En 1835, Victor Hugo écrit à sa fille Adèle : "Ce que j'ai vu à Etretat est admirable. [...] L'immense falaise est à pic, la grande arche est à jour, on en voit une seconde à travers, de gros chapiteaux grossièrement pétris par l'océan gisent de toutes parts. C'est la plus gigantesque architecture qu'il y ait." Chez les poètes, une impression ressemble souvent à une intuition. En observant à son tour les falaises déchiquetées du pays de Caux, Maurice Leblanc imagine une Aiguille creuse, repaire où Arsène Lupin cache ses trésors.
Les paysages normands n'ont pas seulement inspiré les peintres. Pour Barbey d'Aurevilly, les landes de son Cotentin natal "sont comme les lambeaux, laissés sur le sol, d'une poésie primitive et sauvage que la main et la herse de l'homme ont déchirée. Haillons sacrés qui disparaîtront au premier jour sous le souffle de l'industrialisme moderne". (L'ensorcelée)
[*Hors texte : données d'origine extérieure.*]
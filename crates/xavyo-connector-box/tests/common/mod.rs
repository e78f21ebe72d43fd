//! Common test utilities for xavyo-connector-box integration tests.
//!
//! Two in-memory [`RemoteApi`] implementations:
//! - [`ScriptedApi`] answers from a fixed script and checks that calls arrive
//!   in exactly the scripted order.
//! - [`FakeBox`] keeps users, groups, aliases and memberships in memory and
//!   behaves like the parts of the Box API the connector uses.

#![allow(dead_code)]

use std::collections::{BTreeMap, VecDeque};
use std::sync::{Arc, Mutex, Once};

use async_trait::async_trait;
use serde_json::{json, Value};
use xavyo_connector_box::{
    BoxConnector, HttpMethod, RemoteApi, RemoteError, RemoteRequest, RemoteResponse, StaticToken,
};

static INIT: Once = Once::new();

/// Initialize logging for tests (once).
pub fn init_test_logging() {
    INIT.call_once(|| {
        if std::env::var("RUST_LOG").is_ok() {
            tracing_subscriber::fmt()
                .with_test_writer()
                .with_env_filter(tracing_subscriber::EnvFilter::from_default_env())
                .try_init()
                .ok();
        }
    });
}

/// Box error body.
pub fn box_error(status: u16, code: &str, message: &str) -> RemoteError {
    RemoteError::from_response(
        status,
        json!({
            "type": "error",
            "status": status,
            "code": code,
            "message": message,
            "request_id": "test"
        })
        .to_string(),
    )
}

/// Test data factory for Box users.
pub fn box_user(id: &str, login: &str, name: &str) -> Value {
    json!({
        "type": "user",
        "id": id,
        "login": login,
        "name": name,
        "status": "active",
        "created_at": "2012-12-12T10:53:43-08:00",
        "modified_at": "2012-12-12T11:04:26-08:00",
        "language": "en",
        "timezone": "Africa/Bujumbura",
        "space_amount": 11345156112i64,
        "space_used": 1237009912,
        "max_upload_size": 2147483648i64,
        "job_title": "CEO",
        "phone": "6509241374",
        "address": "900 Jefferson Ave, Redwood City, CA 94063",
        "avatar_url": "https://www.box.com/api/avatar/large/181216415",
        "role": "user",
        "enterprise": {"type": "enterprise", "id": "11446498", "name": "Acme Inc."}
    })
}

/// Test data factory for Box groups.
pub fn box_group(id: &str, name: &str) -> Value {
    json!({
        "type": "group",
        "id": id,
        "name": name,
        "group_type": "managed_group",
        "created_at": "2012-12-12T10:53:43-08:00",
        "modified_at": "2012-12-12T11:04:26-08:00"
    })
}

/// Wrap entries in a Box collection.
pub fn collection(entries: Vec<Value>, offset: usize, limit: usize, total: usize) -> Value {
    json!({
        "total_count": total,
        "entries": entries,
        "offset": offset,
        "limit": limit
    })
}

/// Connector over an in-memory API with a static token.
pub fn connector_over(api: Arc<dyn RemoteApi>, page_size: u32) -> BoxConnector {
    BoxConnector::from_parts(api, Arc::new(StaticToken::new("test-token")), page_size)
}

// =============================================================================
// ScriptedApi
// =============================================================================

struct Step {
    method: HttpMethod,
    path: String,
    outcome: Result<RemoteResponse, RemoteError>,
}

/// Answers calls from a script, asserting method and path of each call.
#[derive(Default)]
pub struct ScriptedApi {
    steps: Mutex<VecDeque<Step>>,
    received: Mutex<Vec<RemoteRequest>>,
}

impl ScriptedApi {
    pub fn new() -> Self {
        Self::default()
    }

    pub fn respond(self, method: HttpMethod, path: &str, status: u16, body: Value) -> Self {
        self.push(method, path, Ok(RemoteResponse::new(status, body)))
    }

    pub fn fail(self, method: HttpMethod, path: &str, error: RemoteError) -> Self {
        self.push(method, path, Err(error))
    }

    fn push(
        self,
        method: HttpMethod,
        path: &str,
        outcome: Result<RemoteResponse, RemoteError>,
    ) -> Self {
        self.steps.lock().unwrap().push_back(Step {
            method,
            path: path.to_string(),
            outcome,
        });
        self
    }

    pub fn received(&self) -> Vec<RemoteRequest> {
        self.received.lock().unwrap().clone()
    }

    /// Method and path of every call, e.g. `"PUT /users/1"`.
    pub fn calls(&self) -> Vec<String> {
        self.received()
            .iter()
            .map(|r| format!("{} {}", r.method, r.path))
            .collect()
    }

    pub fn assert_exhausted(&self) {
        let remaining: Vec<String> = self
            .steps
            .lock()
            .unwrap()
            .iter()
            .map(|s| format!("{} {}", s.method, s.path))
            .collect();
        assert!(remaining.is_empty(), "unused scripted calls: {remaining:?}");
    }
}

#[async_trait]
impl RemoteApi for ScriptedApi {
    async fn invoke(&self, request: RemoteRequest) -> Result<RemoteResponse, RemoteError> {
        self.received.lock().unwrap().push(request.clone());
        let step = self
            .steps
            .lock()
            .unwrap()
            .pop_front()
            .unwrap_or_else(|| panic!("unexpected call: {} {}", request.method, request.path));
        assert_eq!(
            (step.method, step.path.as_str()),
            (request.method, request.path.as_str()),
            "call out of script order"
        );
        step.outcome
    }
}

// =============================================================================
// FakeBox
// =============================================================================

#[derive(Default)]
struct State {
    next_id: u64,
    users: BTreeMap<String, Value>,
    groups: BTreeMap<String, Value>,
    /// user id -> (alias id, email)
    aliases: BTreeMap<String, Vec<(String, String)>>,
    /// membership id -> (user id, group id, role)
    memberships: BTreeMap<String, (String, String, String)>,
    failures: Vec<(HttpMethod, String, RemoteError)>,
    log: Vec<RemoteRequest>,
}

impl State {
    fn next_id(&mut self) -> String {
        self.next_id += 1;
        (1000 + self.next_id).to_string()
    }
}

/// In-memory Box.
#[derive(Default)]
pub struct FakeBox {
    state: Mutex<State>,
}

fn not_found(what: &str) -> RemoteError {
    box_error(404, "not_found", &format!("Not Found: {what}"))
}

fn query_usize(request: &RemoteRequest, key: &str, default: usize) -> usize {
    request
        .query_value(key)
        .and_then(|v| v.parse().ok())
        .unwrap_or(default)
}

fn page(request: &RemoteRequest, items: Vec<Value>) -> RemoteResponse {
    let limit = query_usize(request, "limit", 100);
    let offset = query_usize(request, "offset", 0);
    let total = items.len();
    let entries: Vec<Value> = items.into_iter().skip(offset).take(limit).collect();
    RemoteResponse::new(200, collection(entries, offset, limit, total))
}

fn merge(target: &mut Value, patch: &Value) {
    if let (Some(target), Some(patch)) = (target.as_object_mut(), patch.as_object()) {
        for (key, value) in patch {
            target.insert(key.clone(), value.clone());
        }
    }
}

fn same(a: &str, b: &str) -> bool {
    a.eq_ignore_ascii_case(b)
}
Né à Rouen, Flaubert a grandi dans le "brouillard du Nord". Madame Bovary lui donnera l'occasion de railler sa ville natale et son joyau, la cathédrale : "Elle aura quatre cent quarante pieds, neuf de moins que la grande pyramide d'Egypte." Pourtant, depuis ses vacances d'enfant à Trouville, où il a découvert l'amour, Flaubert reste attaché à la nature normande, décor d'Un coeur simple: "La pleine mer était brillante de soleil, lisse comme un miroir, tellement douce qu'on entendait à peine un murmure ; des moineaux cachés pépiaient, et la voûte immense du ciel recouvrait tout cela." Quand son amie George Sand lui demande conseil pour séjourner sur la Côte fleurie, il lui recommande d'attendre la "saison normande", à savoir l'automne. Retiré dans sa propriété de Croisset, près de Rouen, Flaubert cherchera un "sot endroit au milieu d'une belle contrée" où camper Bouvard et Pécuchet. Il choisira un village situé entre Caen et Falaise, rebaptisé Chavignolles.
Carnet d'adresses
Le Grand Hôtel, pour son atmosphère proustienne.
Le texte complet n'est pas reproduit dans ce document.